Bazılarımızın uyku problemleri bulunuyor. Uyku problemlerine çözüm olması için geliştirilen birçok çözüm var. Ancak gerçekten de uykuyu kontrol etmeyi sağlıyor mu?
Giyilebilir teknolojik ürünlerin kullanımının artmasıyla beraber, uyku problemi yaşayan insanlar için de uygulamalar geliştirildi. Ancak yapılan araştırmalara göre “uyku izleme” uygulamaları uyku kalitesini artırmak yerine tam tersi etki gösterebiliyor. Hatta konuya dair araştırmalar yeni bozuklukların ortaya çıkabileceğini de söylüyor. “Orthosomnia” adı verilen bozukluk, insanın “uyku izleme” yöntemleriyle kontrol edildiğinde daha az uyuyabildiğini ve uyku sırasında oldukça endişeli olduklarını ortaya koydu. Northwestern Üniversitesi’nde nöroloji profesörü Sabra Abbott, on yıldan uzun süredir uyku bozukluğu olan kişileri tedavi ediyor.

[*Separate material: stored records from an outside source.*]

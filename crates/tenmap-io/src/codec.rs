//! Archive encoding and decoding
//!
//! Archive layout:
//!
//! | bytes | content |
//! |---|---|
//! | 4 | magic `TMAP` |
//! | 4 | format version, little-endian `u32` |
//! | 1 | dtype tag (`1` = float32, `2` = float64) |
//! | rest | bincode encoding of the tensor record |

use std::fs::{self, File};
use std::io::{BufWriter, Write};
use std::path::Path;

use serde::de::DeserializeOwned;
use serde::Serialize;
use tenmap_core::{DType, DenseArray, Element, TensorMap};

use crate::config::IoConfig;
use crate::error::{IoError, Result};
use crate::record::TensorRecord;

/// Magic bytes at the start of every archive
pub const MAGIC: &[u8; 4] = b"TMAP";

/// Current archive format version
pub const VERSION: u32 = 1;

const HEADER_LEN: usize = 4 + 4 + 1;

/// Element types that can be stored in an archive
pub trait ArchiveElement: Element + Serialize + DeserializeOwned {}

impl<T: Element + Serialize + DeserializeOwned> ArchiveElement for T {}

fn dtype_tag(dtype: DType) -> u8 {
    match dtype {
        DType::F32 => 1,
        DType::F64 => 2,
    }
}

fn dtype_from_tag(tag: u8) -> Result<DType> {
    match tag {
        1 => Ok(DType::F32),
        2 => Ok(DType::F64),
        other => Err(IoError::UnknownDType(other)),
    }
}

fn check_payload(size: u64, config: &IoConfig) -> Result<()> {
    if size > config.max_payload_bytes {
        return Err(IoError::PayloadTooLarge {
            size,
            limit: config.max_payload_bytes,
        });
    }
    Ok(())
}

/// Validate the header and return the payload
fn split_header<T: Element>(bytes: &[u8]) -> Result<&[u8]> {
    if bytes.len() < HEADER_LEN {
        return Err(IoError::Truncated { len: bytes.len() });
    }

    let mut magic = [0u8; 4];
    magic.copy_from_slice(&bytes[0..4]);
    if &magic != MAGIC {
        return Err(IoError::BadMagic { found: magic });
    }

    let mut version = [0u8; 4];
    version.copy_from_slice(&bytes[4..8]);
    let version = u32::from_le_bytes(version);
    if version != VERSION {
        return Err(IoError::UnsupportedVersion {
            found: version,
            supported: VERSION,
        });
    }

    let found = dtype_from_tag(bytes[8])?;
    if found != T::DTYPE {
        return Err(IoError::DTypeMismatch {
            expected: T::DTYPE,
            found,
        });
    }

    Ok(&bytes[HEADER_LEN..])
}

/// Encode a tensor map to an in-memory archive with the default configuration
pub fn save_buffer<T: ArchiveElement>(tensor: &TensorMap<DenseArray<T>>) -> Result<Vec<u8>> {
    save_buffer_with_config(tensor, &IoConfig::default())
}

/// Encode a tensor map to an in-memory archive
///
/// # Errors
///
/// Returns [`IoError::PayloadTooLarge`] if the encoded payload exceeds
/// `config.max_payload_bytes`.
pub fn save_buffer_with_config<T: ArchiveElement>(
    tensor: &TensorMap<DenseArray<T>>,
    config: &IoConfig,
) -> Result<Vec<u8>> {
    let record = TensorRecord::from_tensor(tensor);
    let payload = bincode::serde::encode_to_vec(&record, bincode::config::standard())?;
    check_payload(payload.len() as u64, config)?;

    let mut buffer = Vec::with_capacity(HEADER_LEN + payload.len());
    buffer.extend_from_slice(MAGIC);
    buffer.extend_from_slice(&VERSION.to_le_bytes());
    buffer.push(dtype_tag(T::DTYPE));
    buffer.extend_from_slice(&payload);

    tracing::debug!(
        dtype = %T::DTYPE,
        n_blocks = tensor.len(),
        bytes = buffer.len(),
        "encoded tensor map"
    );
    Ok(buffer)
}

/// Decode a tensor map from an in-memory archive with the default
/// configuration
pub fn load_buffer<T: ArchiveElement>(bytes: &[u8]) -> Result<TensorMap<DenseArray<T>>> {
    load_buffer_with_config(bytes, &IoConfig::default())
}

/// Decode a tensor map from an in-memory archive
///
/// The element type `T` must match the dtype stored in the archive. All
/// metadata is validated again while rebuilding the tensor map.
pub fn load_buffer_with_config<T: ArchiveElement>(
    bytes: &[u8],
    config: &IoConfig,
) -> Result<TensorMap<DenseArray<T>>> {
    let payload = split_header::<T>(bytes)?;
    check_payload(payload.len() as u64, config)?;

    let (record, read): (TensorRecord<T>, usize) =
        bincode::serde::decode_from_slice(payload, bincode::config::standard())?;
    if read != payload.len() {
        return Err(IoError::TrailingBytes {
            trailing: payload.len() - read,
        });
    }

    let tensor = record.into_tensor()?;
    tracing::debug!(
        dtype = %T::DTYPE,
        n_blocks = tensor.len(),
        bytes = bytes.len(),
        "decoded tensor map"
    );
    Ok(tensor)
}

/// Save a tensor map to `path` with the default configuration
pub fn save<P: AsRef<Path>, T: ArchiveElement>(
    path: P,
    tensor: &TensorMap<DenseArray<T>>,
) -> Result<()> {
    save_with_config(path, tensor, &IoConfig::default())
}

/// Save a tensor map to `path`, overwriting any existing file
pub fn save_with_config<P: AsRef<Path>, T: ArchiveElement>(
    path: P,
    tensor: &TensorMap<DenseArray<T>>,
    config: &IoConfig,
) -> Result<()> {
    let buffer = save_buffer_with_config(tensor, config)?;

    let mut file = BufWriter::new(File::create(path.as_ref())?);
    file.write_all(&buffer)?;
    file.flush()?;

    tracing::debug!(path = %path.as_ref().display(), "saved tensor map");
    Ok(())
}

/// Load a tensor map from `path` with the default configuration
pub fn load<P: AsRef<Path>, T: ArchiveElement>(path: P) -> Result<TensorMap<DenseArray<T>>> {
    load_with_config(path, &IoConfig::default())
}

/// Load a tensor map from `path`
///
/// The file size is checked against `config.max_payload_bytes` before
/// reading it.
pub fn load_with_config<P: AsRef<Path>, T: ArchiveElement>(
    path: P,
    config: &IoConfig,
) -> Result<TensorMap<DenseArray<T>>> {
    let path = path.as_ref();
    let size = fs::metadata(path)?.len();
    check_payload(size.saturating_sub(HEADER_LEN as u64), config)?;

    let bytes = fs::read(path)?;
    tracing::debug!(path = %path.display(), bytes = bytes.len(), "loading tensor map");
    load_buffer_with_config(&bytes, config)
}
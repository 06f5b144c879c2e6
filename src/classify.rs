use std::borrow::Cow;
use std::path::Path;

/// Type key for files without a usable extension (`Makefile`, `.bashrc`, `notes.`).
pub const NO_EXTENSION: &str = "(no extension)";

/// Derive the type key of a file name: the lowercased text after the last `.`.
///
/// A leading dot marks a hidden file, not an extension, so `.bashrc` has none
/// while `.config.toml` is `toml`.
pub fn classify(file_name: &str) -> Cow<'static, str> {
    match file_name.rfind('.') {
        Some(0) | None => Cow::Borrowed(NO_EXTENSION),
        Some(dot) => {
            let ext = &file_name[dot + 1..];
            if ext.is_empty() {
                Cow::Borrowed(NO_EXTENSION)
            } else {
                Cow::Owned(ext.to_lowercase())
            }
        }
    }
}

/// Classify a path by its final component only.
pub fn classify_path(path: &Path) -> Cow<'static, str> {
    match path.file_name() {
        Some(name) => classify(&name.to_string_lossy()),
        None => Cow::Borrowed(NO_EXTENSION),
    }
}
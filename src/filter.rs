use std::time::{Duration, SystemTime};

const SECONDS_PER_DAY: u64 = 86_400;

/// Size and age predicates deciding whether a visited file is counted.
#[derive(Debug, Clone, Copy)]
pub struct FileFilter {
    min_size: Option<u64>,
    min_age_days: Option<u64>,
    now: SystemTime,
}

impl FileFilter {
    pub fn new(min_size: Option<u64>, min_age_days: Option<u64>, now: SystemTime) -> Self {
        Self {
            min_size,
            min_age_days,
            now,
        }
    }

    /// Whole days between `modified` and the reference instant. Future times count as age 0.
    pub fn age_in_days(&self, modified: SystemTime) -> u64 {
        self.now
            .duration_since(modified)
            .unwrap_or(Duration::ZERO)
            .as_secs()
            / SECONDS_PER_DAY
    }

    /// A file without a modification time never satisfies an age filter.
    pub fn admits(&self, size: u64, modified: Option<SystemTime>) -> bool {
        if let Some(min) = self.min_size {
            if size < min {
                return false;
            }
        }

        if let Some(min_days) = self.min_age_days {
            match modified {
                Some(time) if self.age_in_days(time) >= min_days => {}
                _ => return false,
            }
        }

        true
    }
}
//! Fixture trees with known sizes

#![allow(dead_code)]

use std::fs;
use std::path::{Path, PathBuf};
use std::time::{Duration, SystemTime};
use tempfile::TempDir;

pub const DAY: Duration = Duration::from_secs(86_400);

pub struct Fixture {
    dir: TempDir,
}

impl Fixture {
    pub fn new() -> Self {
        Self {
            dir: TempDir::new().expect("Failed to create temp dir"),
        }
    }

    /// Root of the fixture, canonicalized the same way a scan reports it.
    pub fn root(&self) -> PathBuf {
        fs::canonicalize(self.dir.path()).expect("Failed to canonicalize temp dir")
    }

    pub fn add_dir(&self, rel: &str) -> PathBuf {
        let path = self.dir.path().join(rel);
        fs::create_dir_all(&path).expect("Failed to create dir");
        path
    }

    pub fn add_file(&self, rel: &str, size: usize) -> PathBuf {
        let path = self.dir.path().join(rel);
        if let Some(parent) = path.parent() {
            fs::create_dir_all(parent).expect("Failed to create parent dir");
        }
        fs::write(&path, vec![b'x'; size]).expect("Failed to write file");
        path
    }

    /// Backdate a file's modification time by `age`.
    pub fn age_file(&self, path: &Path, age: Duration) {
        let file = fs::OpenOptions::new()
            .write(true)
            .open(path)
            .expect("Failed to open file");
        file.set_modified(SystemTime::now() - age)
            .expect("Failed to set mtime");
    }
}

/// root/
///   readme.md          13
///   src/main.rs      1024
///   src/lib.rs        512
///   src/util/mod.rs   256
///   assets/logo.PNG  2048
///   assets/Makefile   100
///   empty/
pub fn simple_tree() -> Fixture {
    let fixture = Fixture::new();
    fixture.add_file("readme.md", 13);
    fixture.add_file("src/main.rs", 1024);
    fixture.add_file("src/lib.rs", 512);
    fixture.add_file("src/util/mod.rs", 256);
    fixture.add_file("assets/logo.PNG", 2048);
    fixture.add_file("assets/Makefile", 100);
    fixture.add_dir("empty");
    fixture
}

pub const SIMPLE_TREE_BYTES: u64 = 13 + 1024 + 512 + 256 + 2048 + 100;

Ancak son yıllarda, kendisi ve meslektaşları, yeni bir uyku problemi olduğunu bildiren hastaları fark etmeye başladı. Bu uygulamalar, iyi bir gece uykusu alıp almadığınızı belirlemenize yardımcı olabiliyor, ancak bazı durumlarda sorunlarınızı daha da kötüleştirebiliyor. Bilim insanları, uyku izleyici uygulamaların yanlış veriler aracılığıyla insanları daha kaygılı hale getirdiğini söyleyerek uyarıyorlar. Örneğin bir çalışmada bu uyku izleme uygulamalarının insanların hem yatakta daha fazla zaman geçirmelerine neden olduğu hem de var olmayan koşulları bildirmelerine neden oluyor. İnsanlarınsa uyku istatistiklerini artırmak için yaptığı bir durum olduğu tahmin ediliyor.
İLGİNİZİ ÇEKEBİLİR
Uyku izleme cihazları güvenilmez mi?
Bu araştırma kesinlikle cihazların güvenilmez olduğu anlamına gelmiyor. Fitbit‘ten Dr. Conor Heneghan, çok az kullanıcının ciddi uyku kaygısı ile ilgilendiğini ve izleme verilerinin, tutarlı uyku programlarının ve zararlı alışkanlıkların etkilerini vurgulayabileceğini iddia ediyor. Kullanıcılar, aynı zamanda farklı uyku aşamalarındaki kalp hareketlerini bu uygulamalar üzerinden izleyebiliyor. Fitbit’in kendi yaptığı araştırma, profesyonel tıbbi izleme cihazlarının verileri ile uyku takip uygulamalarının eşleşmesinin yüzde 70 seviyesinde olduğunu ancak bu oranın insanlarda yüzde 90 olduğunu ortaya koyuyor. Bu uygulamalardan elde edilen veriler sonuçta yararlı olsa da temkinli yaklaşmak gerekiyor.